Pular para o conteúdo

Um mundo por clique

  • por

Conteúdo atualizado há 11 anos

Um texto muito bom, publicado na revista Continuum, do Itaú Cultural. Nele, André Seiti discute a realidade e demonstra como ela é trabalhada em diferentes temáticas da fotografia. Texto muito bom!

A fotografia como reprodução, representação e invenção da realidade

Em uma das principais cenas da ficção científica Blade Runner (Ridley Scott, 1982), a personagem Rachael mostra ao caçador de androides Deckard uma foto de sua infância. A imagem provaria a existência desse período de sua vida – não fosse um pequeno detalhe: Rachael nunca fora uma criança. Ela era um androide de última geração e toda sua memória havia sido artificialmente fabricada. A fotografia nada mais era do que uma ferramenta forjada para legitimar uma realidade que nunca existiu.

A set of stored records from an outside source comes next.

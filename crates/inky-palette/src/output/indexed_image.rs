//! IndexedImage: the terminal artifact of a conversion.
//!
//! [`IndexedImage`] stores one palette index per pixel with its dimensions.
//! The indexed form is what serialization sinks consume; an RGB rendering
//! through the nominal palette colors is available for previews.

use crate::api::ConvertError;
use crate::palette::{PaletteColor, PALETTE};

/// Palette-indexed raster, one byte per pixel, row-major.
///
/// Every byte is guaranteed to be in `0..=7`. The image is immutable once
/// built.
///
/// # Example
///
/// ```
/// use inky_palette::{IndexedImage, PaletteColor};
///
/// let image = IndexedImage::new(vec![0, 1, 5, 1], 2, 2).unwrap();
///
/// assert_eq!(image.width(), 2);
/// assert_eq!(image.color_at(0, 1), PaletteColor::Yellow);
///
/// // Nominal colors for preview rendering
/// let rgb = image.to_rgb();
/// assert_eq!(&rgb[6..9], &[255, 255, 0]);
/// ```
#[derive(Debug, Clone, PartialEq, Eq)]
pub struct IndexedImage {
    /// Palette indices, one per pixel, row-major order.
    indices: Vec<u8>,
    /// Image width in pixels.
    width: u32,
    /// Image height in pixels.
    height: u32,
}

impl IndexedImage {
    /// Wrap a buffer of palette indices.
    ///
    /// # Errors
    ///
    /// - [`ConvertError::InvalidDimensions`] if either dimension is zero
    /// - [`ConvertError::BufferSize`] if `indices.len() != width * height`
    /// - [`ConvertError::InvalidIndex`] if any byte is above 7
    pub fn new(indices: Vec<u8>, width: u32, height: u32) -> Result<Self, ConvertError> {
        if width == 0 || height == 0 {
            return Err(ConvertError::InvalidDimensions { width, height });
        }
        let expected = width as usize * height as usize;
        if indices.len() != expected {
            return Err(ConvertError::BufferSize {
                expected,
                actual: indices.len(),
            });
        }
        if let Some(&index) = indices.iter().find(|&&i| i as usize >= PALETTE.len()) {
            return Err(ConvertError::InvalidIndex { index });
        }
        Ok(Self::from_valid(indices, width, height))
    }

    /// Construct from indices already known to be valid.
    pub(crate) fn from_valid(indices: Vec<u8>, width: u32, height: u32) -> Self {
        debug_assert_eq!(
            indices.len(),
            width as usize * height as usize,
            "indices length must match width * height ({}x{})",
            width,
            height,
        );
        Self {
            indices,
            width,
            height,
        }
    }

    /// Returns the palette indices as a slice.
    #[inline]
    pub fn indices(&self) -> &[u8] {
        &self.indices
    }

    /// Returns the image width in pixels.
    #[inline]
    pub fn width(&self) -> u32 {
        self.width
    }

    /// Returns the image height in pixels.
    #[inline]
    pub fn height(&self) -> u32 {
        self.height
    }

    /// Number of pixels (and bytes).
    #[inline]
    pub fn len(&self) -> usize {
        self.indices.len()
    }

    /// Always false: zero-sized images are rejected at construction.
    #[inline]
    pub fn is_empty(&self) -> bool {
        self.indices.is_empty()
    }

    /// Palette color at (x, y). Coordinates must be in bounds.
    pub fn color_at(&self, x: u32, y: u32) -> PaletteColor {
        let index = self.indices[y as usize * self.width as usize + x as usize];
        PaletteColor::ALL[index as usize]
    }

    /// Pixel count per palette index.
    pub fn histogram(&self) -> [usize; 8] {
        let mut counts = [0usize; 8];
        for &index in &self.indices {
            counts[index as usize] += 1;
        }
        counts
    }

    /// Convert to RGB bytes using the nominal palette colors.
    ///
    /// The returned buffer has length `width * height * 3`.
    pub fn to_rgb(&self) -> Vec<u8> {
        let mut rgb = Vec::with_capacity(self.indices.len() * 3);
        for &index in &self.indices {
            let entry = &PALETTE[index as usize];
            rgb.extend_from_slice(&[entry.r, entry.g, entry.b]);
        }
        rgb
    }
}

#[cfg(test)]
mod tests {
    use super::*;

    #[test]
    fn test_new_stores_fields() {
        let image = IndexedImage::new(vec![0, 1, 2, 3, 4, 5], 3, 2).unwrap();
        assert_eq!(image.indices(), &[0, 1, 2, 3, 4, 5]);
        assert_eq!(image.width(), 3);
        assert_eq!(image.height(), 2);
        assert_eq!(image.len(), 6);
    }

    #[test]
    fn test_new_rejects_out_of_range_index() {
        let err = IndexedImage::new(vec![0, 8], 2, 1).unwrap_err();
        assert!(matches!(err, ConvertError::InvalidIndex { index: 8 }));
    }

    #[test]
    fn test_new_rejects_length_mismatch() {
        let err = IndexedImage::new(vec![0; 5], 3, 2).unwrap_err();
        assert!(matches!(
            err,
            ConvertError::BufferSize {
                expected: 6,
                actual: 5
            }
        ));
    }

    #[test]
    fn test_new_rejects_zero_width() {
        assert!(matches!(
            IndexedImage::new(Vec::new(), 0, 1),
            Err(ConvertError::InvalidDimensions { .. })
        ));
    }

    #[test]
    fn test_to_rgb_layout() {
        let image = IndexedImage::new(vec![0, 6], 2, 1).unwrap();
        assert_eq!(image.to_rgb(), vec![0, 0, 0, 255, 128, 0]);
    }

    #[test]
    fn test_histogram() {
        let image = IndexedImage::new(vec![1, 1, 7, 0], 2, 2).unwrap();
        assert_eq!(image.histogram(), [1, 2, 0, 0, 0, 0, 0, 1]);
    }
}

Ao longo de sua história e seguindo inúmeras vertentes, a fotografia serviu para validar – e também questionar – diversas realidades, sejam elas inventadas ou não. Exemplos não faltam. Para mostrar que, em alguns momentos do galope, o cavalo retira as quatro patas do chão, o fotógrafo inglês Eadweard Muybridge registrou, em 1878, o instante exato em que o animal ficava suspenso no ar. Foi também no século XIX, algumas décadas antes do experimento de Muybridge, que o francês Hippolyte Bayard, numa espécie de fotomanifesto, publicou um autorretrato no qual simulava a própria morte – a nota que acompanhava a foto, inclusive, tinha o teor de um bilhete suicida.

543bg

Reproduzir e representar
Se Bayard inventou uma realidade, Muybridge, por sua vez, a reproduziu como ela é, certo? A resposta não é tão simples quanto parece. O crítico de arte britânico John Berger costuma dizer que a fotografia e a realidade são coisas diferentes. “Entre o momento recolhido na película e o momento presente do olhar que se leva à fotografia, sempre existe um abismo”, afirma. Esse abismo seria provocado pela distância de espaço e de tempo entre a imagem que se vê impressa e o objeto fotografado. Já segundo a filósofa norte-americana Susan Sontag, em seu ensaio Na Caverna de Platão, “embora em certo sentido a câmera de fato capture a realidade, as fotos são uma interpretação do mundo tanto quanto as pinturas e os desenhos”. Por mais fiel que pareça ser ao real, a imagem inevitavelmente sofre a interferência do fotógrafo.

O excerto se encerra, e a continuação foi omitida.